- **Task brief**: In the records below, find the line containing "logging the outcome."; restate it and every later line word for word, through the last.

- **Record excerpts**:
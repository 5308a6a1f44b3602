//! Logging of cooldown lifecycle events and shutdown flushing.

use ticketbot_cooldown::{CooldownRegistry, EventKind};
use tracing::{error, info};

/// Log every `started`, `expired` and `deleted` event of `registry`.
///
/// Subscribe before [`CooldownRegistry::rehydrate`] so restored cooldowns
/// are logged too.
pub fn log_lifecycle(registry: &CooldownRegistry) {
    registry.subscribe(EventKind::Started, |event| {
        for record in event.records() {
            info!(key = %record.key, expires_at_ms = record.expires_at_ms, "Cooldown started");
        }
    });
    registry.subscribe(EventKind::Expired, |event| {
        for record in event.records() {
            info!(key = %record.key, "Cooldown expired");
        }
    });
    registry.subscribe(EventKind::Deleted, |event| {
        info!(count = event.records().len(), "Cooldowns deleted");
    });
}

/// Write pending snapshot changes, logging the outcome.
pub fn flush_cooldowns(registry: &CooldownRegistry) {
    match registry.flush() {
        Ok(()) => info!("Cooldown snapshot flushed"),
        Err(e) => error!("Failed to flush cooldown snapshot: {}", e),
    }
}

- **Written answer**:
/// Write pending snapshot changes, logging the outcome.
pub fn flush_cooldowns(registry: &CooldownRegistry) {
    match registry.flush() {
        Ok(()) => info!("Cooldown snapshot flushed"),
        Err(e) => error!("Failed to flush cooldown snapshot: {}", e),
    }
}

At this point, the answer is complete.